El botox (toxina botulínica) es una proteína que bloquea temporalmente la transmisión nervio-músculo, impidiendo la contracción de los músculos. Cuando se aplica con fines estéticos, ayuda especialmente a reducir las arrugas de expresión en la frente, entre las cejas y alrededor de los ojos. La aplicación se realiza con agujas finas, sin necesidad de anestesia local, y se completa en poco tiempo. Su efecto es temporal y puede repetirse a intervalos regulares.
¿Por qué se realiza Botox?
Con el tiempo, los movimientos faciales pueden provocar líneas finas y arrugas en la piel. Ejemplos comunes son las líneas de la frente, las líneas glabelares (entre las cejas) y las patas de gallo alrededor de los ojos.
El Botox busca reducir la actividad muscular en estas áreas, suavizar la apariencia de las líneas y hacer que la piel luzca más fresca. También puede usarse en ciertos problemas médicos como sudoración excesiva, bruxismo o migrañas.

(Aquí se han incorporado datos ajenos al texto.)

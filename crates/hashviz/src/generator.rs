//! Generation of a full snapshot: positions, normals and hashes for every sample.
//!
//! A pass runs three stages, each one finishing on every worker before the next
//! one starts:
//! 1. evaluate the shape for every lane group,
//! 2. move positions and normals through the domain transform,
//! 3. quantize the placed positions in hash space and hash them.

use glam::Vec3;

use crate::{
    batch::{Batcher, ExecutionMode},
    counter,
    hash::{SmallXXHash, SmallXXHash4},
    math::{
        lanes::{Float4x3, LANES},
        transform::{DomainTransform, SpaceTrs},
    },
    sampler::GridSampler,
    shape::{LatticeAxes, Point4, Shape},
    timed_scope_accumulate,
    utils::timer::{format_elapsed, timed_scope},
    Result,
};

#[derive(Debug, Clone, Copy, PartialEq)]
pub struct GeneratorConfig {
    pub shape: Shape,
    /// Samples along one side of the grid
    pub resolution: u32,
    pub seed: i32,
    /// Placement of the shape
    pub domain: SpaceTrs,
    /// Hash space: placed positions go through it before being floored
    pub lattice: SpaceTrs,
    /// Overrides [Shape::lattice_axes]
    pub lattice_axes: Option<LatticeAxes>,
    pub time: f32,
    pub execution_mode: ExecutionMode,
    /// Lane groups per worker batch, defaults to the resolution
    pub batch_size: Option<u32>,
}

impl Default for GeneratorConfig {
    fn default() -> Self {
        GeneratorBuilder::default().build()
    }
}

impl GeneratorConfig {
    pub fn builder() -> GeneratorBuilder {
        GeneratorBuilder::default()
    }

    pub fn lattice_axes(&self) -> LatticeAxes {
        self.lattice_axes
            .unwrap_or_else(|| self.shape.lattice_axes())
    }
}

pub struct GeneratorBuilder {
    config: GeneratorConfig,
}

impl Default for GeneratorBuilder {
    fn default() -> Self {
        Self {
            config: GeneratorConfig {
                shape: Shape::Plane,
                resolution: 16,
                seed: 0,
                domain: SpaceTrs::IDENTITY,
                lattice: SpaceTrs::IDENTITY,
                lattice_axes: None,
                time: 0.0,
                execution_mode: ExecutionMode::Multithreaded,
                batch_size: None,
            },
        }
    }
}

impl GeneratorBuilder {
    pub fn shape(mut self, shape: Shape) -> Self {
        self.config.shape = shape;
        self
    }
    pub fn resolution(mut self, resolution: u32) -> Self {
        self.config.resolution = resolution;
        self
    }
    pub fn seed(mut self, seed: i32) -> Self {
        self.config.seed = seed;
        self
    }
    pub fn domain(mut self, domain: SpaceTrs) -> Self {
        self.config.domain = domain;
        self
    }
    pub fn lattice(mut self, lattice: SpaceTrs) -> Self {
        self.config.lattice = lattice;
        self
    }
    pub fn lattice_axes(mut self, axes: LatticeAxes) -> Self {
        self.config.lattice_axes = Some(axes);
        self
    }
    pub fn time(mut self, time: f32) -> Self {
        self.config.time = time;
        self
    }
    pub fn execution_mode(mut self, mode: ExecutionMode) -> Self {
        self.config.execution_mode = mode;
        self
    }
    pub fn batch_size(mut self, batch_size: u32) -> Self {
        self.config.batch_size = Some(batch_size);
        self
    }

    pub fn build(self) -> GeneratorConfig {
        self.config
    }
}

/// Output of one generation pass.
///
/// Buffers are stored in lane groups and padded to a multiple of four samples;
/// the accessors only expose the first [Snapshot::len] samples, in sample order.
#[derive(Debug, Default, Clone, PartialEq)]
pub struct Snapshot {
    positions: Vec<[Vec3; LANES]>,
    normals: Vec<[Vec3; LANES]>,
    hashes: Vec<[u32; LANES]>,
    len: usize,
    resolution: u32,
    has_normals: bool,
}

impl Snapshot {
    pub fn len(&self) -> usize {
        self.len
    }

    pub fn is_empty(&self) -> bool {
        self.len == 0
    }

    pub fn resolution(&self) -> u32 {
        self.resolution
    }

    /// Whether the sampled shape defines normals, otherwise they are all zero.
    pub fn has_normals(&self) -> bool {
        self.has_normals
    }

    pub fn positions(&self) -> &[Vec3] {
        &bytemuck::cast_slice::<_, Vec3>(&self.positions)[..self.len]
    }

    pub fn normals(&self) -> &[Vec3] {
        &bytemuck::cast_slice::<_, Vec3>(&self.normals)[..self.len]
    }

    pub fn hashes(&self) -> &[u32] {
        &bytemuck::cast_slice::<_, u32>(&self.hashes)[..self.len]
    }

    /// Tightly packed `f32` triples, native endianness
    pub fn positions_bytes(&self) -> &[u8] {
        bytemuck::cast_slice(self.positions())
    }

    pub fn normals_bytes(&self) -> &[u8] {
        bytemuck::cast_slice(self.normals())
    }

    pub fn hashes_bytes(&self) -> &[u8] {
        bytemuck::cast_slice(self.hashes())
    }

    /// Resizes the lane buffers, keeping their allocation when the size is unchanged.
    fn prepare(&mut self, sampler: &GridSampler, has_normals: bool) {
        let groups = sampler.group_count();
        self.positions.resize(groups, [Vec3::ZERO; LANES]);
        self.normals.resize(groups, [Vec3::ZERO; LANES]);
        self.hashes.resize(groups, [0; LANES]);
        self.len = sampler.sample_count();
        self.resolution = sampler.resolution();
        self.has_normals = has_normals;
    }
}

/// Drives the three generation stages over lane groups.
///
/// It owns the intermediate shape buffer so that repeated passes do not allocate.
#[derive(Debug, Default)]
pub struct BatchSampler {
    points: Vec<Point4>,
}

impl BatchSampler {
    pub fn new() -> Self {
        Self::default()
    }

    /// Generates a fresh snapshot.
    pub fn generate(&mut self, config: &GeneratorConfig) -> Result<Snapshot> {
        let mut snapshot = Snapshot::default();
        self.generate_into(config, &mut snapshot)?;
        Ok(snapshot)
    }

    /// Generates into an existing snapshot, reusing its buffers.
    ///
    /// The configuration is validated before anything is written: on error
    /// `snapshot` is left untouched.
    pub fn generate_into(&mut self, config: &GeneratorConfig, snapshot: &mut Snapshot) -> Result<()> {
        let sampler = GridSampler::new(config.resolution)?;

        let timed = timed_scope(|| {
            let batcher = Batcher::new(
                sampler.group_count(),
                config.batch_size.unwrap_or(config.resolution) as usize,
            );
            self.points.resize(sampler.group_count(), Point4::default());
            snapshot.prepare(&sampler, config.shape.has_normals());

            timed_scope_accumulate!("Shape stage", || {
                shape_stage(&batcher, config, &sampler, &mut self.points)
            });
            timed_scope_accumulate!("Transform stage", || {
                transform_stage(&batcher, config, &self.points, snapshot)
            });
            timed_scope_accumulate!("Hash stage", || hash_stage(&batcher, config, snapshot));

            counter!("Generation passes");
            counter!("Lane groups", sampler.group_count());
            counter!("Samples", sampler.sample_count());
        });

        log::debug!(
            "generated {:?} at resolution {} (seed {}, {} samples) in {}",
            config.shape,
            config.resolution,
            config.seed,
            snapshot.len(),
            format_elapsed(timed.elapsed)
        );
        Ok(())
    }
}

fn shape_stage(
    batcher: &Batcher,
    config: &GeneratorConfig,
    sampler: &GridSampler,
    points: &mut [Point4],
) {
    let shape = config.shape;
    let time = config.time;
    batcher.run(config.execution_mode, points, |batch, out| {
        log::trace!("shape stage on {batch:?}");
        for (point, group) in out.iter_mut().zip(batch.groups()) {
            let (u, v) = sampler.uv4(group);
            *point = shape.point4(u, v, time);
        }
    });
}

fn transform_stage(
    batcher: &Batcher,
    config: &GeneratorConfig,
    points: &[Point4],
    snapshot: &mut Snapshot,
) {
    let domain: DomainTransform = config.domain.domain_transform();
    batcher.run2(
        config.execution_mode,
        &mut snapshot.positions,
        &mut snapshot.normals,
        |batch, positions, normals| {
            log::trace!("transform stage on {batch:?}");
            let points = &points[batch.groups()];
            for ((point, position), normal) in points.iter().zip(positions).zip(normals) {
                *position = domain.transform_points4(&point.positions).lanes();
                *normal = domain.transform_normals4(&point.normals).lanes();
            }
        },
    );
}

fn hash_stage(batcher: &Batcher, config: &GeneratorConfig, snapshot: &mut Snapshot) {
    let lattice = config.lattice.domain_transform();
    let axes = config.lattice_axes();
    let seed = SmallXXHash4::seed(config.seed);
    let positions = &snapshot.positions;
    batcher.run(config.execution_mode, &mut snapshot.hashes, |batch, hashes| {
        log::trace!("hash stage on {batch:?}");
        for (hash, group) in hashes.iter_mut().zip(batch.groups()) {
            let p = lattice.transform_points4(&Float4x3::from_lanes(positions[group]));
            let [x, y, z] = p.floor_to_i32();
            let h = match axes {
                LatticeAxes::Xz => seed.eat(x).eat(z),
                LatticeAxes::Xyz => seed.eat(x).eat(y).eat(z),
            };
            *hash = h.get().to_array();
        }
    });
}

/// Hash of a single placed position, as computed by the hash stage.
pub fn hash_position(config: &GeneratorConfig, position: Vec3) -> u32 {
    let p = config.lattice.domain_transform().transform_point(position);
    let [x, y, z] = p.to_array().map(|c| c.floor() as i32);
    let seed = SmallXXHash::seed(config.seed);
    let hash = match config.lattice_axes() {
        LatticeAxes::Xz => seed.eat(x).eat(z),
        LatticeAxes::Xyz => seed.eat(x).eat(y).eat(z),
    };
    hash.get()
}

/// One shot generation with a throwaway [BatchSampler].
pub fn generate(config: &GeneratorConfig) -> Result<Snapshot> {
    BatchSampler::new().generate(config)
}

Con una planificación adecuada y la dosis correcta, se puede mantener la expresión natural y lograr un rejuvenecimiento estético.
¿Quiénes son candidatos para Botox?
Personas que presentan arrugas de expresión en el rostro o que tienden a desarrollarlas pueden ser candidatas adecuadas para Botox.
Generalmente se aplica a partir de los 25 años con fines preventivos o correctivos. Puede usarse de manera segura en personas con buena calidad de piel, buena salud general y sin alergias a tratamientos de inyección.
Además, bajo evaluación médica, también puede utilizarse en casos de sudoración excesiva (hiperhidrosis), tensión del músculo masetero o migrañas.
Cuidados Previos y Posteriores al Botox
Antes del procedimiento se realiza una evaluación de la piel y se determinan las áreas de aplicación y la dosis. Si se usan anticoagulantes, se debe informar al médico.
Después de la aplicación, no se debe recostar la parte superior del rostro durante varias horas, no se debe masajear la zona de las inyecciones y se deben evitar gestos faciales excesivos. No se recomienda realizar ejercicios intensos durante las primeras 24 horas.
El efecto del Botox suele notarse a partir del tercer día y alcanza su efecto completo dentro de 10–14 días. Su duración promedio es de 4–6 meses, tras los cuales puede repetirse de forma segura.